Individuals are being urged to prepare for significant changes to the way pensions are to be treated under Inheritance Tax (IHT).
Currently, when someone dies, the first £325,000 of their estate is tax-free under the Nil Rate Band (NRB). If they leave their home to direct descendants (like children or grandchildren), they may also benefit from an extra £175,000 tax-free allowance called the Residence Nil Rate Band (RNRB). However, for estates worth more than £2 million, the RNRB is gradually reduced and can be lost entirely.
From 6 April 2027, unused defined contribution (DC) pensions will be included in an individual’s estate for IHT purposes. This means that if someone dies with pension savings still in place, those funds could be taxed at 40%, just like other assets such as property or investments.

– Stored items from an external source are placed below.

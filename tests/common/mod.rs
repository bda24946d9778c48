#![allow(dead_code)]

use anyhow::{Result, anyhow};
use marimo_guard::{
    engine::{BrowseIn, BrowseOut, Budget, ChartOut, CheckOut, ExecuteOut, ExportOut, NotebookEngine},
    mcp::{ErrorsSummary, SessionClient},
    preview::{PreviewHandle, PreviewLauncher, PreviewMode},
    probe::{PhaseContext, Probe, ProbeResult},
    registry::ChartDescriptor,
};
use serde_json::{Value, json};
use std::collections::BTreeMap;
use std::path::{Path, PathBuf};
use std::sync::atomic::{AtomicUsize, Ordering};
use std::sync::{Arc, Mutex};

pub struct FnProbe<F>(pub F);

impl<F> Probe for FnProbe<F>
where
    F: Fn(&PhaseContext) -> Result<ProbeResult> + Send + Sync,
{
    fn run(&self, ctx: &PhaseContext) -> Result<ProbeResult> {
        (self.0)(ctx)
    }
}

pub fn probe<F>(f: F) -> Arc<dyn Probe>
where
    F: Fn(&PhaseContext) -> Result<ProbeResult> + Send + Sync + 'static,
{
    Arc::new(FnProbe(f))
}

pub fn chart(name: &str, lib: &str) -> ChartOut {
    ChartOut {
        name: name.to_string(),
        lib: lib.to_string(),
        handle: json!({"key": name}),
        meta: BTreeMap::new(),
        export: None,
    }
}

pub struct FakeEngine {
    pub check: CheckOut,
    pub execute: ExecuteOut,
    /// Export result per chart name; missing names export fine.
    pub exports: BTreeMap<String, ExportOut>,
    /// When set, the whole export batch fails with this message.
    pub export_error: Option<String>,
    pub browse: BrowseOut,
    /// Written during `execute`, the way a notebook drops its self-test file.
    pub writes_on_execute: Option<(PathBuf, String)>,
    pub calls: Mutex<Vec<String>>,
}

impl Default for FakeEngine {
    fn default() -> Self {
        Self {
            check: CheckOut {
                rc: 0,
                stdout: String::new(),
                stderr: String::new(),
            },
            execute: ExecuteOut {
                ok: true,
                error: None,
                outputs_len: 1,
                defs_len: 1,
                charts: Vec::new(),
                heuristic: Vec::new(),
            },
            exports: BTreeMap::new(),
            export_error: None,
            browse: BrowseOut::default(),
            writes_on_execute: None,
            calls: Mutex::new(Vec::new()),
        }
    }
}

impl FakeEngine {
    fn record(&self, call: String) {
        self.calls.lock().unwrap().push(call);
    }

    pub fn calls(&self) -> Vec<String> {
        self.calls.lock().unwrap().clone()
    }
}

impl NotebookEngine for FakeEngine {
    fn static_check(&self, _notebook: &Path, _budget: &Budget) -> Result<CheckOut> {
        self.record("check".into());
        Ok(self.check.clone())
    }

    fn execute(&self, _notebook: &Path, _budget: &Budget) -> Result<ExecuteOut> {
        self.record("execute".into());
        if let Some((path, body)) = &self.writes_on_execute {
            std::fs::create_dir_all(path.parent().unwrap()).unwrap();
            std::fs::write(path, body).unwrap();
        }
        Ok(self.execute.clone())
    }

    fn export_charts(
        &self,
        _notebook: &Path,
        charts: &[ChartDescriptor],
        _budget: &Budget,
    ) -> Result<Vec<ExportOut>> {
        let names: Vec<&str> = charts.iter().map(|c| c.name.as_str()).collect();
        self.record(format!("export:{}", names.join(",")));
        if let Some(msg) = &self.export_error {
            return Err(anyhow!("{msg}"));
        }
        Ok(charts
            .iter()
            .map(|c| {
                self.exports.get(&c.name).cloned().unwrap_or(ExportOut {
                    ok: true,
                    ..ExportOut::default()
                })
            })
            .collect())
    }

    fn browse(&self, req: &BrowseIn, _budget: &Budget) -> Result<BrowseOut> {
        self.record(format!("browse:{}", req.url));
        Ok(self.browse.clone())
    }
}

#[derive(Clone, Default)]
pub struct LaunchLog {
    pub launches: Arc<AtomicUsize>,
    pub shutdowns: Arc<AtomicUsize>,
    pub modes: Arc<Mutex<Vec<PreviewMode>>>,
}

impl LaunchLog {
    pub fn launches(&self) -> usize {
        self.launches.load(Ordering::SeqCst)
    }

    pub fn shutdowns(&self) -> usize {
        self.shutdowns.load(Ordering::SeqCst)
    }
}

pub struct FakeLauncher {
    pub ready: bool,
    pub exit_immediately: Option<String>,
    pub logs: String,
    pub fail_launch: Option<String>,
    pub log: LaunchLog,
}

impl Default for FakeLauncher {
    fn default() -> Self {
        Self {
            ready: true,
            exit_immediately: None,
            logs: String::new(),
            fail_launch: None,
            log: LaunchLog::default(),
        }
    }
}

impl PreviewLauncher for FakeLauncher {
    fn launch(
        &self,
        _notebook: &Path,
        port: u16,
        mode: PreviewMode,
    ) -> Result<Box<dyn PreviewHandle>> {
        if let Some(msg) = &self.fail_launch {
            return Err(anyhow!("{msg}"));
        }
        self.log.launches.fetch_add(1, Ordering::SeqCst);
        self.log.modes.lock().unwrap().push(mode);
        Ok(Box::new(FakeHandle {
            port,
            ready: self.ready,
            exited: self.exit_immediately.clone(),
            logs: self.logs.clone(),
            shutdowns: Arc::clone(&self.log.shutdowns),
            stopped: false,
        }))
    }
}

pub struct FakeHandle {
    port: u16,
    ready: bool,
    exited: Option<String>,
    logs: String,
    shutdowns: Arc<AtomicUsize>,
    stopped: bool,
}

impl PreviewHandle for FakeHandle {
    fn port(&self) -> u16 {
        self.port
    }

    fn exit_status(&mut self) -> Option<String> {
        self.exited.clone()
    }

    fn is_ready(&mut self) -> bool {
        self.ready
    }

    fn shutdown(&mut self) -> Result<()> {
        if !self.stopped {
            self.stopped = true;
            self.shutdowns.fetch_add(1, Ordering::SeqCst);
        }
        Ok(())
    }

    fn log_path(&self) -> Option<PathBuf> {
        Some(PathBuf::from(format!("preview_{}.log", self.port)))
    }

    fn logs(&self) -> String {
        self.logs.clone()
    }
}

pub struct FakeSessions {
    pub reachable: bool,
    pub notebooks: Vec<Value>,
    pub summary: ErrorsSummary,
    /// When set, `errors_summary` fails with this text.
    pub summary_error: Option<String>,
}

impl Default for FakeSessions {
    fn default() -> Self {
        Self {
            reachable: false,
            notebooks: Vec::new(),
            summary: ErrorsSummary::default(),
            summary_error: None,
        }
    }
}

impl SessionClient for FakeSessions {
    fn health_check(&self) -> bool {
        self.reachable
    }

    fn active_notebooks(&self) -> Result<Vec<Value>> {
        Ok(self.notebooks.clone())
    }

    fn errors_summary(&self) -> Result<ErrorsSummary> {
        if let Some(msg) = &self.summary_error {
            return Err(anyhow!("{msg}"));
        }
        Ok(self.summary.clone())
    }
}

/// A project directory with a `pyproject.toml` and one notebook in it.
pub fn project(notebook_src: &str) -> (tempfile::TempDir, PathBuf) {
    let dir = tempfile::tempdir().unwrap();
    std::fs::write(dir.path().join("pyproject.toml"), "[project]\nname = \"nb\"\n").unwrap();
    let nb = dir.path().join("demo.py");
    std::fs::write(&nb, notebook_src).unwrap();
    (dir, nb)
}
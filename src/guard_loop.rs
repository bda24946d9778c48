//! Bounded retry driver around a validation run.

use crate::{
    cancel::CancelToken,
    engine::python::wait_with_timeout,
    error::GuardError,
    report::{Report, iteration_report_path},
    util::tail,
};
use anyhow::{Context, Result};
use serde::Serialize;
use std::path::{Path, PathBuf};
use std::process::{Command, Stdio};
use std::time::Duration;
use tracing::{debug, error, info, warn};

#[derive(Debug, Clone, Copy, PartialEq, Eq, Serialize)]
#[serde(rename_all = "snake_case")]
pub enum StoppedReason {
    Success,
    MaxIters,
    External,
}

#[derive(Debug, Clone, Copy, PartialEq, Eq, Serialize)]
#[serde(rename_all = "snake_case")]
pub enum LoopPhase {
    Idle,
    Running,
    Retrying,
    Succeeded,
    Exhausted,
}

#[derive(Debug, Clone, PartialEq, Serialize)]
pub struct RecoveryRecord {
    pub iteration: u32,
    pub exit_code: Option<i32>,
    pub error: Option<String>,
}

#[derive(Debug, Clone)]
pub struct LoopState {
    /// Zero-based index of the iteration that ran last.
    pub iteration: u32,
    pub phase: LoopPhase,
    pub last_report: Option<Report>,
    pub stopped_reason: Option<StoppedReason>,
    pub recoveries: Vec<RecoveryRecord>,
}

impl LoopState {
    fn new() -> Self {
        Self {
            iteration: 0,
            phase: LoopPhase::Idle,
            last_report: None,
            stopped_reason: None,
            recoveries: Vec::new(),
        }
    }

    fn stop(mut self, phase: LoopPhase, reason: StoppedReason) -> Self {
        debug!(?phase, ?reason, iteration = self.iteration, "guard loop stopped");
        self.phase = phase;
        self.stopped_reason = Some(reason);
        self
    }

    pub fn succeeded(&self) -> bool {
        self.stopped_reason == Some(StoppedReason::Success)
    }
}

/// Something to run between a failing iteration and the next one.
pub trait RecoveryHook: Send + Sync {
    /// Returns the hook's exit code when it has one.
    fn recover(
        &self,
        iteration: u32,
        report_path: Option<&Path>,
        cancel: &CancelToken,
    ) -> Result<Option<i32>>;
}

/// Runs a shell command via `bash -lc`, `{nb}` replaced by the notebook path
/// and `ERR_JSON` pointing at the failing iteration's report.
pub struct ShellRecovery {
    template: String,
    notebook: PathBuf,
    timeout: Duration,
}

impl ShellRecovery {
    pub fn new(template: &str, notebook: &Path, timeout: Duration) -> Self {
        Self {
            template: template.to_string(),
            notebook: notebook.to_path_buf(),
            timeout,
        }
    }

    pub fn command_line(&self) -> String {
        let quoted = format!(
            "'{}'",
            self.notebook.display().to_string().replace('\'', r"'\''")
        );
        self.template.replace("{nb}", &quoted)
    }
}

impl RecoveryHook for ShellRecovery {
    fn recover(
        &self,
        iteration: u32,
        report_path: Option<&Path>,
        cancel: &CancelToken,
    ) -> Result<Option<i32>> {
        let line = self.command_line();
        info!(iteration, cmd = %line, "running recovery command");
        let mut cmd = Command::new("bash");
        cmd.arg("-lc").arg(&line);
        if let Some(p) = report_path {
            cmd.env("ERR_JSON", p);
        }
        cmd.stdin(Stdio::null())
            .stdout(Stdio::piped())
            .stderr(Stdio::piped());
        let mut child = cmd.spawn().with_context(|| "spawning recovery command")?;
        let output = wait_with_timeout(&mut child, self.timeout, cancel)?;
        let stderr = String::from_utf8_lossy(&output.stderr);
        if !stderr.trim().is_empty() {
            debug!("recovery stderr: {}", tail(stderr.trim(), 2000));
        }
        Ok(output.status.code())
    }
}

pub struct GuardLoop {
    max_iters: u32,
    sleep: Duration,
    recovery: Option<Box<dyn RecoveryHook>>,
    /// Where per-iteration reports go, if anywhere.
    iteration_reports: Option<(PathBuf, PathBuf)>,
}

impl GuardLoop {
    pub fn new(max_iters: u32, sleep: Duration) -> Self {
        Self {
            max_iters,
            sleep,
            recovery: None,
            iteration_reports: None,
        }
    }

    pub fn with_recovery(mut self, hook: Box<dyn RecoveryHook>) -> Self {
        self.recovery = Some(hook);
        self
    }

    pub fn with_iteration_reports(mut self, logs_dir: &Path, notebook: &Path) -> Self {
        self.iteration_reports = Some((logs_dir.to_path_buf(), notebook.to_path_buf()));
        self
    }

    /// Call `run_once` until it yields an ok report or the iterations run out.
    ///
    /// Cancellation stops the loop with `StoppedReason::External`; any other
    /// error from `run_once` aborts the loop.
    pub fn run<F>(&self, mut run_once: F, cancel: &CancelToken) -> Result<LoopState>
    where
        F: FnMut(u32) -> Result<Report>,
    {
        if self.max_iters == 0 {
            return Err(GuardError::ConfigInvalid("max_iters must be at least 1".into()).into());
        }
        let mut state = LoopState::new();

        for iteration in 0..self.max_iters {
            if cancel.is_cancelled() {
                return Ok(state.stop(LoopPhase::Idle, StoppedReason::External));
            }
            state.iteration = iteration;
            state.phase = LoopPhase::Running;
            info!(iteration = iteration + 1, max = self.max_iters, "guard iteration");

            let report = match run_once(iteration) {
                Ok(r) => r,
                Err(e) if is_cancelled(&e) => {
                    return Ok(state.stop(LoopPhase::Running, StoppedReason::External));
                }
                Err(e) => return Err(e),
            };

            let report_path = match &self.iteration_reports {
                Some((logs_dir, notebook)) => {
                    let path = iteration_report_path(logs_dir, notebook, iteration + 1);
                    report.write(&path)?;
                    Some(path)
                }
                None => None,
            };

            if report.ok {
                state.last_report = Some(report);
                return Ok(state.stop(LoopPhase::Succeeded, StoppedReason::Success));
            }
            error!(
                iteration = iteration + 1,
                "guard iteration failed:\n{}",
                report.failure_summary()
            );
            state.last_report = Some(report);

            if iteration + 1 >= self.max_iters {
                return Ok(state.stop(LoopPhase::Exhausted, StoppedReason::MaxIters));
            }

            state.phase = LoopPhase::Retrying;
            if let Some(hook) = &self.recovery {
                let record = match hook.recover(iteration, report_path.as_deref(), cancel) {
                    Ok(code) => RecoveryRecord {
                        iteration,
                        exit_code: code,
                        error: None,
                    },
                    Err(e) if is_cancelled(&e) => {
                        return Ok(state.stop(LoopPhase::Retrying, StoppedReason::External));
                    }
                    Err(e) => {
                        warn!(iteration, "recovery command failed: {e:#}");
                        RecoveryRecord {
                            iteration,
                            exit_code: None,
                            error: Some(format!("{e:#}")),
                        }
                    }
                };
                state.recoveries.push(record);
            }
            if !cancel.sleep(self.sleep) {
                return Ok(state.stop(LoopPhase::Retrying, StoppedReason::External));
            }
        }

        Ok(state.stop(LoopPhase::Exhausted, StoppedReason::MaxIters))
    }
}

fn is_cancelled(err: &anyhow::Error) -> bool {
    matches!(err.downcast_ref::<GuardError>(), Some(GuardError::Cancelled))
}
//! Continuous re-validation on file changes.
//!
//! A monitor thread polls the notebook (and its directly imported local
//! modules) and reports content changes over a channel. The controller owns
//! one preview, restarts it on every change, and runs at most one
//! validation at a time; changes that arrive during a run collapse into a
//! single follow-up run.

use crate::{
    cancel::CancelToken,
    config::Watch,
    error::GuardError,
    preview::{PreviewHandle, PreviewLauncher, PreviewMode},
    report::Report,
    util::sha256_hex,
};
use anyhow::Result;
use regex::Regex;
use std::collections::BTreeMap;
use std::path::{Path, PathBuf};
use std::sync::{Arc, mpsc};
use std::thread::JoinHandle;
use std::time::{Duration, UNIX_EPOCH};
use tracing::{debug, info, warn};

#[derive(Clone, Debug, PartialEq, Eq)]
struct FileIdentity {
    len: u64,
    modified_nanos: u128,
    sha256: String,
}

impl FileIdentity {
    fn stat(path: &Path) -> Option<(u64, u128)> {
        let meta = std::fs::metadata(path).ok()?;
        let modified_nanos = meta
            .modified()
            .ok()
            .and_then(|t| t.duration_since(UNIX_EPOCH).ok())
            .map(|d| d.as_nanos())
            .unwrap_or(0);
        Some((meta.len(), modified_nanos))
    }

    fn for_path(path: &Path) -> Option<Self> {
        let (len, modified_nanos) = Self::stat(path)?;
        let bytes = std::fs::read(path).ok()?;
        Some(Self {
            len,
            modified_nanos,
            sha256: sha256_hex(&bytes),
        })
    }
}

/// Local modules the notebook imports directly, resolved next to it.
///
/// Covers `import a, b as c`, `from a import x`, `from .a import x` and
/// `from . import a, b`; leading dots climb one directory per extra dot.
pub fn local_imports(notebook: &Path) -> Vec<PathBuf> {
    let Ok(source) = std::fs::read_to_string(notebook) else {
        return Vec::new();
    };
    let Ok(re) = Regex::new(
        r"(?m)^[ \t]*(?:import[ \t]+([^#\n]+)|from[ \t]+(\.*)([A-Za-z_][\w.]*)?[ \t]+import[ \t]+\(?([^#\n)]+))",
    ) else {
        return Vec::new();
    };
    let dir = notebook.parent().unwrap_or_else(|| Path::new("."));
    let mut out: Vec<PathBuf> = Vec::new();
    let mut push = |base: &Path, module: &str| {
        let Some(head) = module.split('.').next().filter(|h| !h.is_empty()) else {
            return;
        };
        let candidate = base.join(format!("{head}.py"));
        if candidate.is_file() && candidate != notebook && !out.contains(&candidate) {
            out.push(candidate);
        }
    };

    for caps in re.captures_iter(&source) {
        if let Some(list) = caps.get(1) {
            for module in import_names(list.as_str()) {
                push(dir, module);
            }
            continue;
        }
        let dots = caps.get(2).map_or(0, |m| m.as_str().len());
        let mut base = dir;
        for _ in 1..dots {
            base = base.parent().unwrap_or(base);
        }
        match caps.get(3) {
            Some(module) => push(base, module.as_str()),
            // `from . import a, b` names sibling modules directly.
            None if dots > 0 => {
                if let Some(names) = caps.get(4) {
                    for module in import_names(names.as_str()) {
                        push(base, module);
                    }
                }
            }
            None => {}
        }
    }
    out
}

/// Module names from a comma list, `as` aliases dropped.
fn import_names(list: &str) -> impl Iterator<Item = &str> {
    list.split(',')
        .filter_map(|item| item.split_whitespace().next())
        .filter(|name| name.chars().all(|c| c.is_alphanumeric() || c == '_' || c == '.'))
}

/// Polling watcher; stopped on drop.
pub struct FileMonitor {
    stop: CancelToken,
    handle: Option<JoinHandle<()>>,
}

impl FileMonitor {
    pub fn start(
        paths: Vec<PathBuf>,
        poll: Duration,
        tx: mpsc::Sender<PathBuf>,
        cancel: &CancelToken,
    ) -> Result<Self> {
        let stop = cancel.child();
        let thread_stop = stop.clone();
        let mut baseline: BTreeMap<PathBuf, Option<FileIdentity>> = paths
            .into_iter()
            .map(|p| {
                let id = FileIdentity::for_path(&p);
                (p, id)
            })
            .collect();

        let handle = std::thread::Builder::new()
            .name("watch-monitor".to_string())
            .spawn(move || {
                while thread_stop.sleep(poll) {
                    for (path, known) in baseline.iter_mut() {
                        let stat = FileIdentity::stat(path);
                        let unchanged = match (known.as_ref(), stat) {
                            (Some(k), Some((len, mtime))) => {
                                k.len == len && k.modified_nanos == mtime
                            }
                            (None, None) => true,
                            _ => false,
                        };
                        if unchanged {
                            continue;
                        }
                        let current = FileIdentity::for_path(path);
                        let same_content = match (known.as_ref(), current.as_ref()) {
                            (Some(k), Some(c)) => k.sha256 == c.sha256,
                            _ => false,
                        };
                        *known = current;
                        if same_content {
                            debug!(path = %path.display(), "touched without content change");
                            continue;
                        }
                        if tx.send(path.clone()).is_err() {
                            return;
                        }
                    }
                }
            })?;

        Ok(Self {
            stop,
            handle: Some(handle),
        })
    }

    pub fn stop(&mut self) {
        self.stop.cancel();
        if let Some(h) = self.handle.take() {
            let _ = h.join();
        }
    }
}

impl Drop for FileMonitor {
    fn drop(&mut self) {
        self.stop();
    }
}

#[derive(Debug, Default)]
pub struct WatchSummary {
    /// Change events received, before coalescing.
    pub changes: u32,
    pub runs: u32,
    pub restarts: u32,
    pub last_report: Option<Report>,
}

pub struct WatchController {
    launcher: Arc<dyn PreviewLauncher>,
    notebook: PathBuf,
    port: u16,
    poll: Duration,
    debounce: Duration,
    watch_imports: bool,
    validate_on_change: bool,
}

impl WatchController {
    pub fn new(launcher: Arc<dyn PreviewLauncher>, notebook: &Path, cfg: &Watch) -> Self {
        Self {
            launcher,
            notebook: notebook.to_path_buf(),
            port: cfg.port,
            poll: Duration::from_millis(cfg.poll_ms),
            debounce: Duration::from_millis(cfg.debounce_ms),
            watch_imports: cfg.watch_imports,
            validate_on_change: cfg.validate_on_change,
        }
    }

    pub fn watched_paths(&self) -> Vec<PathBuf> {
        let mut paths = vec![self.notebook.clone()];
        if self.watch_imports {
            paths.extend(local_imports(&self.notebook));
        }
        paths
    }

    /// Watch until `cancel` fires.
    pub fn run<F>(&self, validate: F, cancel: &CancelToken) -> Result<WatchSummary>
    where
        F: FnMut(&CancelToken) -> Result<Report>,
    {
        let (tx, rx) = mpsc::channel();
        let paths = self.watched_paths();
        info!(files = paths.len(), port = self.port, "watching");
        let _monitor = FileMonitor::start(paths, self.poll, tx, cancel)?;
        self.drive(&rx, validate, cancel)
    }

    fn launch(&self) -> Result<Box<dyn PreviewHandle>> {
        self.launcher
            .launch(&self.notebook, self.port, PreviewMode::Edit)
            .map_err(|e| GuardError::LaunchFailed(format!("{e:#}")).into())
    }

    /// Event loop over change notifications; the preview is torn down on exit.
    pub fn drive<F>(
        &self,
        rx: &mpsc::Receiver<PathBuf>,
        mut validate: F,
        cancel: &CancelToken,
    ) -> Result<WatchSummary>
    where
        F: FnMut(&CancelToken) -> Result<Report>,
    {
        let mut summary = WatchSummary::default();
        let mut preview = Some(self.launch()?);
        info!(url = %format!("http://127.0.0.1:{}/", self.port), "preview up");

        while !cancel.is_cancelled() {
            let first = match rx.recv_timeout(self.poll) {
                Ok(path) => path,
                Err(mpsc::RecvTimeoutError::Timeout) => continue,
                Err(mpsc::RecvTimeoutError::Disconnected) => break,
            };
            summary.changes += 1;
            if !cancel.sleep(self.debounce) {
                break;
            }
            let mut changed = vec![first];
            while let Ok(path) = rx.try_recv() {
                summary.changes += 1;
                if !changed.contains(&path) {
                    changed.push(path);
                }
            }
            info!(files = ?changed, "change detected");

            if let Some(mut old) = preview.take() {
                if let Err(e) = old.shutdown() {
                    warn!("preview shutdown failed: {e:#}");
                }
            }
            match self.launch() {
                Ok(h) => {
                    preview = Some(h);
                    summary.restarts += 1;
                }
                Err(e) => warn!("preview restart failed: {e:#}"),
            }

            if !self.validate_on_change {
                continue;
            }
            summary.runs += 1;
            match validate(cancel) {
                Ok(report) => {
                    if report.ok {
                        info!("validation ok");
                    } else {
                        warn!("validation failed:\n{}", report.failure_summary());
                    }
                    summary.last_report = Some(report);
                }
                Err(e) if matches!(e.downcast_ref::<GuardError>(), Some(GuardError::Cancelled)) => {
                    break;
                }
                Err(e) => warn!("validation run errored: {e:#}"),
            }
        }

        if let Some(mut p) = preview.take() {
            if let Err(e) = p.shutdown() {
                warn!("preview shutdown failed: {e:#}");
            }
        }
        info!(changes = summary.changes, runs = summary.runs, "watch stopped");
        Ok(summary)
    }
}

For families with large estates, especially where the RNRB is tapered away, this change could result in a combined tax burden of up to 87% on unspent pension savings.
Key changes to IHT on pensions
- Unused pension funds to be taxed – From April 2027, any unused pension funds will be included in the value of an individual’s estate for IHT purposes.
- Responsibility shift – personal representatives (those managing the deceased’s estate) will be responsible for declaring and paying any IHT due, rather than pension scheme providers.
- Provider support – Pension providers must still supply relevant information to assist with IHT reporting.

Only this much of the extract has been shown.